In 2012, Barack Obama made the mistake of picking at the same sore spot that my cousin's question pushed on. He was explaining the place of government services in civil society (sort of a remedial lesson about the value of cooperation). He noted, "If you were successful, somebody along the line gave you some help...Somebody helped to create this unbelievable American system that we have that allowed you to thrive...If you have a business—you didn't build that." He was of course attacked for suggesting that we are not all ahistorical islands. His basic point—that we shouldn't hog credit for our success—applies to me, too. I think this is what Sarah was helping me see. I didn't build my trailer.
This is my point: The trailer, like everything else I've ever made, is the way it is because I am the way I am. It was made possible, materially and conceptually, by the things I've been given. How am I to feel about that? In this photo essay, I want to worry at this cognitive dissonance that is a grating constant in my life: How can I love my project (which, yes certainly, is a stand-in for my self), while simultaneously feeling guilt and revulsion at the systems that create and sustain it? And, what are the implications of naming this conundrum of most white male experience? What comes next?
2: It's not an accident that we're not self-aware
What does it mean to say that the trailer is the way it is because I am the way I am? That statement can be played in different ways, expressing two different visions of a self.

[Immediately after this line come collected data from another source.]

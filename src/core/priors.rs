//! 流行病学先验调整模块
//!
//! 根据地区疾病流行排名对分类器输出做乘法上调：
//! adjusted = min(1.0, p + boost * p)
//!
//! 调整后不做归一化，分布之和可能大于1。排名服务不可用或为空时原样透传。

use crate::core::error::{TriageError, TriageResult};
use crate::core::models::{DiseaseVocabulary, ProbabilityDistribution, ServiceConfig};
use crate::storage::database::Database;
use chrono::{DateTime, Utc};
use std::collections::HashMap;
use std::future::Future;
use std::pin::Pin;
use std::sync::{Arc, Mutex};
use std::time::Duration;

/// 精确匹配第0名的上调系数
const EXACT_BASE: f64 = 0.30;
const EXACT_STEP: f64 = 0.02;
/// 子串匹配第0名的上调系数
const SUBSTRING_BASE: f64 = 0.15;
const SUBSTRING_STEP: f64 = 0.01;

/// 计算某疾病的上调系数
///
/// 先按排名顺序找忽略大小写的精确匹配，找不到再找子串匹配（任一方向）。
/// 空白排名项先被剔除，不占名次。排名太靠后时系数不会小于0。
pub fn boost<S: AsRef<str>>(disease: &str, ranking: &[S]) -> f64 {
    boost_lowercase(&disease.trim().to_lowercase(), &clean_ranking(ranking))
}

/// 小写化并剔除空白项，名次按剔除后的顺序计算
fn clean_ranking<S: AsRef<str>>(ranking: &[S]) -> Vec<String> {
    ranking
        .iter()
        .map(|r| r.as_ref().trim().to_lowercase())
        .filter(|r| !r.is_empty())
        .collect()
}

fn boost_lowercase(name: &str, ranked: &[String]) -> f64 {
    if name.is_empty() {
        return 0.0;
    }
    if let Some(i) = ranked.iter().position(|r| r == name) {
        return (EXACT_BASE - EXACT_STEP * i as f64).max(0.0);
    }
    if let Some(i) = ranked
        .iter()
        .position(|r| name.contains(r.as_str()) || r.contains(name))
    {
        return (SUBSTRING_BASE - SUBSTRING_STEP * i as f64).max(0.0);
    }
    0.0
}

/// 调整结果
#[derive(Debug, Clone)]
pub struct PriorAdjustment {
    /// 调整后的分布（未归一化）
    pub distribution: ProbabilityDistribution,
    /// 是否实际做了调整
    pub applied: bool,
    /// 分类器原始第一名下标
    pub original_top: Option<usize>,
    /// 调整后第一名下标
    pub adjusted_top: Option<usize>,
}

impl PriorAdjustment {
    /// 不调整，原样透传
    pub fn passthrough(distribution: ProbabilityDistribution) -> Self {
        let top = distribution.argmax();
        Self {
            distribution,
            applied: false,
            original_top: top,
            adjusted_top: top,
        }
    }

    /// 调整是否改变了第一名
    pub fn top_changed(&self) -> bool {
        self.original_top != self.adjusted_top
    }
}

/// 按排名调整分布
pub fn adjust<S: AsRef<str>>(
    distribution: &ProbabilityDistribution,
    diseases: &DiseaseVocabulary,
    ranking: &[S],
) -> PriorAdjustment {
    let ranked = clean_ranking(ranking);
    if ranked.is_empty() {
        return PriorAdjustment::passthrough(distribution.clone());
    }

    let values: Vec<f64> = distribution
        .values()
        .iter()
        .enumerate()
        .map(|(i, &p)| {
            let b = diseases
                .get(i)
                .map(|name| boost_lowercase(&name.trim().to_lowercase(), &ranked))
                .unwrap_or(0.0);
            (p + b * p).min(1.0)
        })
        .collect();

    // 输入已在 [0,1] 且 boost >= 0，结果仍在 [0,1]
    let adjusted = ProbabilityDistribution::new(values)
        .unwrap_or_else(|_| distribution.clone());
    let original_top = distribution.argmax();
    let adjusted_top = adjusted.argmax();

    PriorAdjustment {
        distribution: adjusted,
        applied: true,
        original_top,
        adjusted_top,
    }
}

pub type RankingFuture<'a> = Pin<Box<dyn Future<Output = TriageResult<Vec<String>>> + Send + 'a>>;

/// 疾病流行排名服务
pub trait PopularityProvider: Send + Sync {
    /// 返回某地区按流行程度排序的疾病名（小写）
    fn ranking<'a>(&'a self, region: &'a str) -> RankingFuture<'a>;
}

/// 通过HTTP获取流行排名（WHO或自建端点）
pub struct HttpPopularityProvider {
    config: ServiceConfig,
    client: reqwest::Client,
}

impl HttpPopularityProvider {
    pub fn new(config: ServiceConfig, timeout: Duration) -> TriageResult<Self> {
        let client = reqwest::Client::builder()
            .timeout(timeout)
            .build()
            .map_err(|e| TriageError::Configuration(format!("HTTP客户端创建失败: {}", e)))?;
        Ok(Self { config, client })
    }

    async fn fetch(&self, region: &str) -> TriageResult<Vec<String>> {
        if !self.config.is_enabled() {
            return Err(TriageError::UpstreamUnavailable("未配置流行病学API".to_string()));
        }

        let mut req = self.client.get(self.config.api_url.trim());
        if !region.trim().is_empty() {
            req = req.query(&[("region", region.trim())]);
        }
        if !self.config.api_key.is_empty() {
            req = req.header("Authorization", format!("Bearer {}", self.config.api_key));
        }

        let value: serde_json::Value = req.send().await?.error_for_status()?.json().await?;
        Ok(parse_popular_names(&value))
    }
}

impl PopularityProvider for HttpPopularityProvider {
    fn ranking<'a>(&'a self, region: &'a str) -> RankingFuture<'a> {
        Box::pin(self.fetch(region))
    }
}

Claudia Rankine writes in Citizen:
A friend argues that Americans battle between the "historical self" and the "self self." By this she means you mostly interact as friends with mutual interest and, for the most part, compatible personalities; however, sometimes your historical selves, her white self and your black self, or your white self and her black self, arrive with the full force of your American positioning.
When a person like me makes something, "the way I am" refers to my "self self." The questions asked of my project are: What unique vision and skill is expressed in this project? What are my ideas? It's like me and my work are floating in a vacuum, forever on our own terms. It assumes a neutral starting point, and focuses on everything that follows. My history is personal, my own.
When anybody else makes something, to say "this project is the way it is because you are the way you are" means something different. In this case, "the way you are" refers to a "historical self." How does this work reflect where you came from? For instance, almost without exception, art made by a person who is black will be talked about as "art made by a black person." The artist's inherited history will always be part of the work's identity. The same is true of art made by women, by queer people, by immigrants, etc. It's the same thing when I'm called a "friend" while someone else might be "my black friend" or "my friend in a wheelchair" or "my old friend." I'm a person and everyone else is a qualified person.
The one group that almost never receives this scrutiny is, as always, my group. (It's not an accident that so many of us aren't self-aware! We're never asked to be).
None of this is new thinking, of course. (Ha! The point is exactly this; I'm the last one to the party). But what happens if I look at my own work in the same way that I would look at work made by anybody who isn't of my set? That is, I want to examine my trailer project as a kind of tissue sample: a little plug of representative material to analyze that contains condensed traces of all the social and historical forces that have shaped me. I want to explain this trailer as an object made specifically by a rich white straight man as a way to visceralize privilege.
This trailer is the embodiment of a lifetime of winning the lottery (social, economic, etc.). It required almost absolute freedom to enact this fantasy of spontaneity.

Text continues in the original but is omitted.